BITS-Research/Lab

Issues using open data

Closed this issue · 5 comments

Why you are interested in this research project (e.g. Do you have experience with this topic? Does it sound cool and you just want to find out more? etc.)

Every day, we come across some open details that we share with our friends for various reasons. I'm very interested in doing more research on this subject to learn more about the problems with open data. Some of the topics that come to mind immediately are:

  1. It's likely that personal information about an individual can be inferred in this way.
  2. Unless it comes from a reliable source, information may be inaccurate.
  3. Any open data may have a negative impact on a small number of people. And so on.

I'm sure there are more problems with open data, and despite my lack of research experience, I'd like to learn more about this subject. Last time I did research was when I was in a business club called DECA and worked on operations research on a local franchise. Overall, I'm interested in learning how to analyze data and make predictions based on it. This research opportunity will allow me to look at the advantages as well as the drawbacks of open data.

Spend 5 minutes googling some of the keywords. What did you find? What ideas or questions does this spark for you in working on this research project?

Questions that sparked me when researching these keywords were

  1. I've heard about open source, which a lot of people are adopting, and I'd like to learn more about the problems with it.
  2. There is a wealth of information available on demographics, the economy, education, the environment, transportation, and other topics. What issues might arise as a result of using this open data?
  3. Are there any problems with using open data related to a country or a city?

What is your availability for working on this research? (e.g. I can devote 5-10 hours per week for the next two quarters)
I can devote 5-7 hours per week for the next two quarters

Suggest a time to meet with me in the next seven days to discuss, and leave an email where I contact you.
email to contact: anay.r2@gmail.com
Available to meet: 05/26, 05/27, 05/28, 05/31 (anytime should work)

@anaydeshpande - thanks for meeting with me today and your interest in my group's research!
Below are some notes about what we discussed.

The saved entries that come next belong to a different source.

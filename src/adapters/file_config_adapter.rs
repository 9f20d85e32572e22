//! Site settings read from an INI file.
//!
//! Keys are looked up case-insensitively. Blank values count as unset, and a
//! value that does not parse as the requested type falls back to the caller's
//! default, so a half-filled file behaves like a shorter one.
//!
//! Sections: `[paths]` (template, dataset, rankings, out_dir), `[comparison]`
//! (near_zero_margin), `[batch]` (limit, clean), `[sitemap]` (base_url, out,
//! lastmod).

use std::path::Path;
use std::str::FromStr;

use configparser::ini::Ini;

use crate::domain::error::StockPagesError;
use crate::ports::config_port::ConfigPort;

pub struct FileConfigAdapter {
    ini: Ini,
}

impl FileConfigAdapter {
    pub fn from_file(path: &Path) -> Result<Self, StockPagesError> {
        let mut ini = Ini::new();
        ini.load(path).map_err(|reason| StockPagesError::ConfigParse {
            file: path.display().to_string(),
            reason,
        })?;
        Ok(Self { ini })
    }

    pub fn from_string(content: &str) -> Result<Self, StockPagesError> {
        let mut ini = Ini::new();
        ini.read(content.to_string())
            .map_err(|reason| StockPagesError::ConfigParse {
                file: "<inline>".into(),
                reason,
            })?;
        Ok(Self { ini })
    }

    /// No file given: every lookup falls through to its default.
    pub fn empty() -> Self {
        Self { ini: Ini::new() }
    }

    fn value(&self, section: &str, key: &str) -> Option<String> {
        let raw = self.ini.get(section, key)?;
        let trimmed = raw.trim();
        (!trimmed.is_empty()).then(|| trimmed.to_string())
    }

    fn parsed<T: FromStr>(&self, section: &str, key: &str) -> Option<T> {
        self.value(section, key)?.parse().ok()
    }
}

fn parse_switch(value: &str) -> Option<bool> {
    match value.to_ascii_lowercase().as_str() {
        "true" | "yes" | "on" | "1" => Some(true),
        "false" | "no" | "off" | "0" => Some(false),
        _ => None,
    }
}

impl ConfigPort for FileConfigAdapter {
    fn get_string(&self, section: &str, key: &str) -> Option<String> {
        self.value(section, key)
    }

    fn get_int(&self, section: &str, key: &str, default: i64) -> i64 {
        self.parsed(section, key).unwrap_or(default)
    }

    fn get_double(&self, section: &str, key: &str, default: f64) -> f64 {
        self.parsed(section, key).unwrap_or(default)
    }

    fn get_bool(&self, section: &str, key: &str, default: bool) -> bool {
        self.value(section, key)
            .as_deref()
            .and_then(parse_switch)
            .unwrap_or(default)
    }
}

#[cfg(test)]
mod tests {
    use super::*;
    use std::io::Write;
    use tempfile::NamedTempFile;

    const SITE_INI: &str = r#"
[paths]
template = templates/stock-details.html
dataset = data/financials.xlsx
out_dir = stocks

[comparison]
near_zero_margin = 0.05

[sitemap]
base_url = https://example.com
lastmod = no
"#;

    #[test]
    fn from_string_parses_sections() {
        let adapter = FileConfigAdapter::from_string(SITE_INI).unwrap();
        assert_eq!(
            adapter.get_string("paths", "template"),
            Some("templates/stock-details.html".to_string())
        );
        assert_eq!(adapter.get_string("paths", "out_dir"), Some("stocks".to_string()));
        assert_eq!(adapter.get_double("comparison", "near_zero_margin", 0.0), 0.05);
        assert!(!adapter.get_bool("sitemap", "lastmod", true));
    }

    #[test]
    fn blank_values_read_as_missing() {
        let adapter = FileConfigAdapter::from_string("[paths]\nrankings =   \n").unwrap();
        assert_eq!(adapter.get_string("paths", "rankings"), None);
    }

    #[test]
    fn missing_keys_use_defaults() {
        let adapter = FileConfigAdapter::from_string("[paths]\n").unwrap();
        assert_eq!(adapter.get_string("paths", "dataset"), None);
        assert_eq!(adapter.get_string("nope", "dataset"), None);
        assert_eq!(adapter.get_int("paths", "limit", 7), 7);
        assert_eq!(adapter.get_double("comparison", "near_zero_margin", 0.0), 0.0);
        assert!(adapter.get_bool("sitemap", "lastmod", true));
    }

    #[test]
    fn malformed_numbers_use_defaults() {
        let adapter =
            FileConfigAdapter::from_string("[comparison]\nnear_zero_margin = wide\n").unwrap();
        assert_eq!(adapter.get_double("comparison", "near_zero_margin", 0.0), 0.0);
    }

    #[test]
    fn keys_and_sections_ignore_case() {
        let adapter = FileConfigAdapter::from_string("[Batch]\nLIMIT = 12\n").unwrap();
        assert_eq!(adapter.get_int("batch", "limit", -1), 12);
        assert_eq!(adapter.get_int("batch", "clean", -1), -1);
    }

    #[test]
    fn bool_spellings() {
        let adapter =
            FileConfigAdapter::from_string("[s]\na = Yes\nb = off\nc = 1\nd = maybe\n").unwrap();
        assert!(adapter.get_bool("s", "a", false));
        assert!(!adapter.get_bool("s", "b", true));
        assert!(adapter.get_bool("s", "c", false));
        assert!(adapter.get_bool("s", "d", true));
    }

    #[test]
    fn empty_adapter_has_nothing() {
        let adapter = FileConfigAdapter::empty();
        assert_eq!(adapter.get_string("paths", "template"), None);
    }

    #[test]
    fn from_file_reads_config() {
        let mut file = NamedTempFile::new().unwrap();
        write!(file, "[paths]\nrankings = rank_companies/rank_companies.json\n").unwrap();
        let adapter = FileConfigAdapter::from_file(file.path()).unwrap();
        assert_eq!(
            adapter.get_string("paths", "rankings"),
            Some("rank_companies/rank_companies.json".to_string())
        );
    }

    #[test]
    fn from_file_missing_is_error() {
        let result = FileConfigAdapter::from_file(Path::new("/nonexistent/site.ini"));
        assert!(matches!(result, Err(StockPagesError::ConfigParse { .. })));
    }
}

I'd like to pick up the work on analyzing political candidate's websites for accessibility compliance. The previous repository for this work is here: https://github.com/BITS-Research/access-2020-localelections

To get started please do the following:

  1. Set up an environment to run an accessibility web-driver on your local machine. You can do this with a notebook that is found in the repo here https://github.com/BITS-Research/access-2020-localelections/blob/main/.ipynb_checkpoints/access-localelections-axe-checkpoint.ipynb ... If you run into any problems getting set up follow directions here: https://github.com/BITS-Research/access-2020-localelections/wiki/Instructions-from-Jackson
  2. This notebook is set up to use data from 2020 candidates (the dataset is here: https://github.com/BITS-Research/access-2020-localelections/blob/main/localcandidate-sample.csv ... Just getting set up and seeing if you can run the previous notebook over the previous data is a good first step
  3. Next, we want to analyze a much smaller dataset (containing only Seattle 2021 candidates) that has a different structure from the previous dataset. The new Seattle 2021 dataset is here: https://github.com/BITS-Research/access-2020-localelections/blob/main/Seattle-2021ElectionWebsiteData%20-%20Sheet1.csv (Note that the variable Website contains links to websites that will be analyzed.)
  4. Modify the notebook so that you can create a report of each of these candidate's websites.
  5. Once you have successfully done this - upload the new notebook and new data (or better yet send a pull request to the repository with these new files)
  6. Then send me an email at nmweber@uw.edu or schedule a time to meet with me and discuss next steps using calendly https://calendly.com/nmweber/30min

If you run into any problems or have any questions feel free to reach out.

Below I have attached the notebook and csv report:
Seattle-2021Elections-reports.zip

@anaydeshpande Nice start - a few things to improve:

  1. In [7] - the csv you are reading in has websites that are not being recognized - this has to do with how the URL for the website is entered in the CSV. Can you edit this field in order to get all of the sites to be evaluated? (its likely just a matter of adding http / https )
  2. The zip only contains a sheet of the website data that was originally uploaded - it looks like your notebook should produce something called seattle_2021_candidate_website_violations.csv

@nniiicc
Below is the csv report:
seattle_2021_candidate_website_violations.csv

Sorry, I mistakenly attached the original sheet. I am working on fixing the issue you stated for In [7] and will get back to you.

@nniiicc

I made the changes you pointed out above and ran the report.
Please see the pull request below:
BITS-Research/campaign-access-eval#2